### [Task]
Line by line, retype the material with nothing left out.

### [Stored data]

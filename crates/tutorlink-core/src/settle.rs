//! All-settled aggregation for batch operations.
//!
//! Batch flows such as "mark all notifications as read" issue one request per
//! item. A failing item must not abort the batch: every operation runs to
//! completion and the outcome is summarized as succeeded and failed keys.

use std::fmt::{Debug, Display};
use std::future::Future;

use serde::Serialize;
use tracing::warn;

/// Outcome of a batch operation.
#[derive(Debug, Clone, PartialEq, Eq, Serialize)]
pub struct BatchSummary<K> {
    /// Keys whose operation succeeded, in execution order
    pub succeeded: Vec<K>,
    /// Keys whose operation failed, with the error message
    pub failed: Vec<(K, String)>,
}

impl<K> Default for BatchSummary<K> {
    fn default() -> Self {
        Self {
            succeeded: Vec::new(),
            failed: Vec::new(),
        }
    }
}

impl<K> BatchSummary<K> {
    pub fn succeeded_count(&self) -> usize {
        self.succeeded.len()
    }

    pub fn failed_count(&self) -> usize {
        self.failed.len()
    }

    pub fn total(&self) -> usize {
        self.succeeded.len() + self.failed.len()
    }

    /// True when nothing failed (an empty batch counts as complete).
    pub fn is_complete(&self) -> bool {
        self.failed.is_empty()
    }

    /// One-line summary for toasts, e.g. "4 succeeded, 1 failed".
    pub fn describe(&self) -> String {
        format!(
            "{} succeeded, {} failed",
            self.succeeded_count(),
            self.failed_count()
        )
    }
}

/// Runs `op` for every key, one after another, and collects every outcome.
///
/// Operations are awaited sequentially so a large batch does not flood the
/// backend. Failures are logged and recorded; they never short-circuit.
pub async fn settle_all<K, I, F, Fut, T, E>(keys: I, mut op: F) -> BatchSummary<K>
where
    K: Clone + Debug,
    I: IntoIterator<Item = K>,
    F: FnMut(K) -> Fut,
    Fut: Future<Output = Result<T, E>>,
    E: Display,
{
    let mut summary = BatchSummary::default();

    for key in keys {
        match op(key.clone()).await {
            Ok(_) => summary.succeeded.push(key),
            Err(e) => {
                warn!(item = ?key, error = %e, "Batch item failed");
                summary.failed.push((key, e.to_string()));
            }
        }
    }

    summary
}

### [Solution below]
filename crates/tutorlink-core/src/settle.rs
//! All-settled aggregation for batch operations.
//!
//! Batch flows such as "mark all notifications as read" issue one request per
//! item. A failing item must not abort the batch: every operation runs to
//! completion and the outcome is summarized as succeeded and failed keys.

use std::fmt::{Debug, Display};
use std::future::Future;

use serde::Serialize;
use tracing::warn;

/// Outcome of a batch operation.
#[derive(Debug, Clone, PartialEq, Eq, Serialize)]
pub struct BatchSummary<K> {
    /// Keys whose operation succeeded, in execution order
    pub succeeded: Vec<K>,
    /// Keys whose operation failed, with the error message
    pub failed: Vec<(K, String)>,
}

impl<K> Default for BatchSummary<K> {
    fn default() -> Self {
        Self {
            succeeded: Vec::new(),
            failed: Vec::new(),
        }
    }
}

impl<K> BatchSummary<K> {
    pub fn succeeded_count(&self) -> usize {
        self.succeeded.len()
    }

    pub fn failed_count(&self) -> usize {
        self.failed.len()
    }

    pub fn total(&self) -> usize {
        self.succeeded.len() + self.failed.len()
    }

    /// True when nothing failed (an empty batch counts as complete).
    pub fn is_complete(&self) -> bool {
        self.failed.is_empty()
    }

    /// One-line summary for toasts, e.g. "4 succeeded, 1 failed".
    pub fn describe(&self) -> String {
        format!(
            "{} succeeded, {} failed",
            self.succeeded_count(),
            self.failed_count()
        )
    }
}

/// Runs `op` for every key, one after another, and collects every outcome.
///
/// Operations are awaited sequentially so a large batch does not flood the
/// backend. Failures are logged and recorded; they never short-circuit.
pub async fn settle_all<K, I, F, Fut, T, E>(keys: I, mut op: F) -> BatchSummary<K>
where
    K: Clone + Debug,
    I: IntoIterator<Item = K>,
    F: FnMut(K) -> Fut,
    Fut: Future<Output = Result<T, E>>,
    E: Display,
{
    let mut summary = BatchSummary::default();

    for key in keys {
        match op(key.clone()).await {
            Ok(_) => summary.succeeded.push(key),
            Err(e) => {
                warn!(item = ?key, error = %e, "Batch item failed");
                summary.failed.push((key, e.to_string()));
            }
        }
    }

    summary
}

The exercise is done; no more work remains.